ヘリクツ
努力、忍耐、根性、その手の言葉が嫌いだった。子供の頃からそうだった。苦労への耐久力が人より劣っていたせいで苦労の絶えない幼少期だった。まあ比べても仕方ない。体質だと受け入れてた(潔さが社会性の余白を埋める)。
「若い頃の苦労は勝手でもしろ」という大人に「だったらブサイクと蔑まれた人はみんな心清き人にならないと話が合わないのではないか?でも現実は…」と詰め寄る可愛げのない子供だった。ボクは「貧乏が生きる知恵を育てる」なんて言いたくないし、誰にも言わせたくない。
はばかりを失くしたのは大人になってから。「必要のない苦労はすべきでない」。ためらわず自己主張するようになった。正直はいつも後からやってくる。

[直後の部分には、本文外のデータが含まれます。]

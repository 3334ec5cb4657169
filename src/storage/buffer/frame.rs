// Licensed to the Apache Software Foundation (ASF) under one
// or more contributor license agreements.  See the NOTICE file
// distributed with this work for additional information
// regarding copyright ownership.  The ASF licenses this file
// to you under the Apache License, Version 2.0 (the
// "License"); you may not use this file except in compliance
// with the License.  You may obtain a copy of the License at
//
//   http://www.apache.org/licenses/LICENSE-2.0
//
// Unless required by applicable law or agreed to in writing,
// software distributed under the License is distributed on an
// "AS IS" BASIS, WITHOUT WARRANTIES OR CONDITIONS OF ANY
// KIND, either express or implied.  See the License for the
// specific language governing permissions and limitations
// under the License.
//! Per-page control block.
//!
//! A single atomic word packs the page state, the dirty bit and a 48-bit
//! version counter. The version increments on every exclusive release, so
//! a CAS against a remembered word can never succeed across an intervening
//! reuse of the page (the ABA guard of the eviction queue).
//!
//! Word layout: bits 63..56 state, bit 55 dirty, bits 47..0 version.

use std::sync::atomic::{AtomicU64, Ordering};

use crate::common::util::retry_with_backoff;

const VERSION_MASK: u64 = (1 << 48) - 1;
const DIRTY_BIT: u64 = 1 << 55;
const STATE_SHIFT: u64 = 56;

const STATE_EVICTED: u64 = 0;
const STATE_LOADING: u64 = 1;
const STATE_RESIDENT: u64 = 2;
const STATE_MARKED: u64 = 3;
// 4..=0xFE encodes n shared holders as SHARED_BASE + n - 1.
const STATE_SHARED_BASE: u64 = 4;
const STATE_SHARED_MAX: u64 = 0xFE;
const STATE_LOCKED_EXCLUSIVE: u64 = 0xFF;

/// Decoded page state.
#[derive(Copy, Clone, Debug, Eq, PartialEq)]
pub enum FrameState {
    Evicted,
    Loading,
    Resident,
    /// Second-chance candidate: still resident, evicted on the next queue
    /// visit unless touched again.
    Marked,
    LockedShared(u32),
    LockedExclusive,
}

/// Per-page control block with an ABA-guarded state/version word.
#[derive(Debug)]
pub struct Frame {
    state_and_version: AtomicU64,
}

impl Default for Frame {
    fn default() -> Self {
        Self::new()
    }
}

impl Frame {
    /// Frames start out evicted at version zero.
    pub fn new() -> Self {
        Self {
            state_and_version: AtomicU64::new(STATE_EVICTED << STATE_SHIFT),
        }
    }

    pub fn state_and_version(&self) -> u64 {
        self.state_and_version.load(Ordering::Acquire)
    }

    pub const fn version(state_and_version: u64) -> u64 {
        state_and_version & VERSION_MASK
    }

    pub const fn is_dirty(state_and_version: u64) -> bool {
        state_and_version & DIRTY_BIT != 0
    }

    pub fn state(state_and_version: u64) -> FrameState {
        match state_and_version >> STATE_SHIFT {
            STATE_EVICTED => FrameState::Evicted,
            STATE_LOADING => FrameState::Loading,
            STATE_RESIDENT => FrameState::Resident,
            STATE_MARKED => FrameState::Marked,
            STATE_LOCKED_EXCLUSIVE => FrameState::LockedExclusive,
            shared => FrameState::LockedShared((shared - STATE_SHARED_BASE + 1) as u32),
        }
    }

    const fn with_state(state_and_version: u64, state: u64) -> u64 {
        (state << STATE_SHIFT) | (state_and_version & (DIRTY_BIT | VERSION_MASK))
    }

    const fn bump_version(state_and_version: u64, state: u64) -> u64 {
        (state << STATE_SHIFT)
            | (state_and_version & DIRTY_BIT)
            | ((Self::version(state_and_version) + 1) & VERSION_MASK)
    }

    fn compare_exchange(&self, expected: u64, desired: u64) -> bool {
        self.state_and_version
            .compare_exchange(expected, desired, Ordering::AcqRel, Ordering::Acquire)
            .is_ok()
    }

    /// Acquire the exclusive lock via CAS against a remembered word. Only
    /// evicted, resident or marked pages are lockable; any other expected
    /// state (or a version mismatch) fails the CAS.
    pub fn try_lock_exclusive(&self, expected: u64) -> bool {
        match Self::state(expected) {
            FrameState::Evicted | FrameState::Resident | FrameState::Marked => self
                .compare_exchange(expected, Self::with_state(expected, STATE_LOCKED_EXCLUSIVE)),
            _ => false,
        }
    }

    /// Blocking exclusive lock: retries against the live word with
    /// exponential backoff. Gives up (false) when the frame stays pinned.
    pub fn lock_exclusive(&self) -> bool {
        retry_with_backoff(|| self.try_lock_exclusive(self.state_and_version()))
    }

    /// Add a shared holder. Fails when exclusively locked, loading or
    /// evicted, or on a version mismatch.
    pub fn try_lock_shared(&self, expected: u64) -> bool {
        let next = match Self::state(expected) {
            FrameState::Resident | FrameState::Marked => STATE_SHARED_BASE,
            FrameState::LockedShared(count) => {
                let state = STATE_SHARED_BASE + count as u64;
                if state > STATE_SHARED_MAX {
                    return false;
                }
                state
            }
            _ => return false,
        };
        self.compare_exchange(expected, Self::with_state(expected, next))
    }

    /// Drop one shared holder; the last one re-publishes `Resident`.
    /// Shared releases do not bump the version.
    pub fn unlock_shared(&self) {
        loop {
            let current = self.state_and_version();
            let next = match Self::state(current) {
                FrameState::LockedShared(1) => Self::with_state(current, STATE_RESIDENT),
                FrameState::LockedShared(count) => {
                    Self::with_state(current, STATE_SHARED_BASE + count as u64 - 2)
                }
                _ => {
                    debug_assert!(false, "unlock_shared without a shared lock");
                    return;
                }
            };
            if self.compare_exchange(current, next) {
                return;
            }
        }
    }

    /// Release the exclusive lock, publishing `Resident` and a new version.
    pub fn unlock_exclusive(&self) {
        let current = self.state_and_version();
        debug_assert_eq!(Self::state(current), FrameState::LockedExclusive);
        self.state_and_version
            .store(Self::bump_version(current, STATE_RESIDENT), Ordering::Release);
    }

    /// Release the exclusive lock, publishing `Evicted` and a new version.
    pub fn unlock_exclusive_and_evict(&self) {
        let current = self.state_and_version();
        debug_assert_eq!(Self::state(current), FrameState::LockedExclusive);
        self.state_and_version
            .store(Self::bump_version(current, STATE_EVICTED), Ordering::Release);
    }

    /// Second-chance mark: `Resident -> Marked` at the same version.
    pub fn try_mark(&self, expected: u64) -> bool {
        if Self::state(expected) != FrameState::Resident {
            return false;
        }
        self.compare_exchange(expected, Self::with_state(expected, STATE_MARKED))
    }

    /// `Evicted -> Loading` at the same version; the loader owns the page
    /// until `finish_loading` or `abort_loading`.
    pub fn try_start_loading(&self, expected: u64) -> bool {
        if Self::state(expected) != FrameState::Evicted {
            return false;
        }
        self.compare_exchange(expected, Self::with_state(expected, STATE_LOADING))
    }

    /// `Loading -> Resident` with a version bump (a load is an exclusive
    /// release as far as the ABA guard is concerned).
    pub fn finish_loading(&self) {
        let current = self.state_and_version();
        debug_assert_eq!(Self::state(current), FrameState::Loading);
        self.state_and_version
            .store(Self::bump_version(current, STATE_RESIDENT), Ordering::Release);
    }

    /// `Loading -> Evicted` at the same version; the load never happened.
    pub fn abort_loading(&self) {
        let current = self.state_and_version();
        debug_assert_eq!(Self::state(current), FrameState::Loading);
        self.state_and_version
            .store(Self::with_state(current, STATE_EVICTED), Ordering::Release);
    }

    /// Flip the dirty bit. Callers must hold the exclusive lock (or be the
    /// loader) so the bit cannot race a concurrent state transition.
    pub fn set_dirty(&self, dirty: bool) {
        if dirty {
            self.state_and_version.fetch_or(DIRTY_BIT, Ordering::AcqRel);
        } else {
            self.state_and_version
                .fetch_and(!DIRTY_BIT, Ordering::AcqRel);
        }
    }
}

#[cfg(test)]
mod tests {
    use super::*;

    #[test]
    fn new_frame_is_evicted_clean_version_zero() {
        let frame = Frame::new();
        let sv = frame.state_and_version();
        assert_eq!(Frame::state(sv), FrameState::Evicted);
        assert!(!Frame::is_dirty(sv));
        assert_eq!(Frame::version(sv), 0);
    }

    #[test]
    fn exclusive_lock_cycle_bumps_version() {
        let frame = Frame::new();
        let sv = frame.state_and_version();
        assert!(frame.try_lock_exclusive(sv));
        assert_eq!(
            Frame::state(frame.state_and_version()),
            FrameState::LockedExclusive
        );
        frame.unlock_exclusive();
        let sv = frame.state_and_version();
        assert_eq!(Frame::state(sv), FrameState::Resident);
        assert_eq!(Frame::version(sv), 1);
    }

    #[test]
    fn stale_word_fails_the_cas() {
        let frame = Frame::new();
        let stale = frame.state_and_version();
        assert!(frame.try_lock_exclusive(stale));
        frame.unlock_exclusive();
        // The remembered word predates the version bump.
        assert!(!frame.try_lock_exclusive(stale));
    }

    #[test]
    fn shared_locks_count_and_block_exclusive() {
        let frame = Frame::new();
        let sv = frame.state_and_version();
        assert!(frame.try_lock_exclusive(sv));
        frame.unlock_exclusive();

        let sv = frame.state_and_version();
        assert!(frame.try_lock_shared(sv));
        let sv = frame.state_and_version();
        assert_eq!(Frame::state(sv), FrameState::LockedShared(1));
        assert!(frame.try_lock_shared(sv));
        assert_eq!(
            Frame::state(frame.state_and_version()),
            FrameState::LockedShared(2)
        );
        assert!(!frame.try_lock_exclusive(frame.state_and_version()));

        frame.unlock_shared();
        frame.unlock_shared();
        assert_eq!(
            Frame::state(frame.state_and_version()),
            FrameState::Resident
        );
    }

    #[test]
    fn mark_requires_resident_and_keeps_version() {
        let frame = Frame::new();
        assert!(!frame.try_mark(frame.state_and_version()));
        assert!(frame.try_lock_exclusive(frame.state_and_version()));
        frame.unlock_exclusive();
        let sv = frame.state_and_version();
        assert!(frame.try_mark(sv));
        let marked = frame.state_and_version();
        assert_eq!(Frame::state(marked), FrameState::Marked);
        assert_eq!(Frame::version(marked), Frame::version(sv));
    }

    #[test]
    fn loading_cycle() {
        let frame = Frame::new();
        let sv = frame.state_and_version();
        assert!(frame.try_start_loading(sv));
        assert!(!frame.try_start_loading(frame.state_and_version()));
        frame.finish_loading();
        let sv = frame.state_and_version();
        assert_eq!(Frame::state(sv), FrameState::Resident);
        assert_eq!(Frame::version(sv), 1);
    }

    #[test]
    fn abort_loading_restores_evicted_without_version_bump() {
        let frame = Frame::new();
        let before = frame.state_and_version();
        assert!(frame.try_start_loading(before));
        frame.abort_loading();
        let after = frame.state_and_version();
        assert_eq!(Frame::state(after), FrameState::Evicted);
        assert_eq!(Frame::version(after), Frame::version(before));
    }

    #[test]
    fn dirty_bit_survives_lock_transitions() {
        let frame = Frame::new();
        assert!(frame.try_lock_exclusive(frame.state_and_version()));
        frame.set_dirty(true);
        frame.unlock_exclusive();
        assert!(Frame::is_dirty(frame.state_and_version()));
        assert!(frame.try_lock_exclusive(frame.state_and_version()));
        frame.set_dirty(false);
        frame.unlock_exclusive();
        assert!(!Frame::is_dirty(frame.state_and_version()));
    }
}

だからって生きやすくなんてならない「嫌い」が「できない」に変わっただけだ。正直だって、不正直だってしんどい。とてもしんどい。人生はしんどいのである。
「やれジムだ」「やれコスメだ」そんな自分磨きに余念のない(そして根こそぎ勝ちとっていく)努力するゲイ達を横目に、それでも暴飲暴食で好き勝手を貫いて生きていくのって、それはそれで勇気がいるんだよね。誰もわかってくれないだろうけど。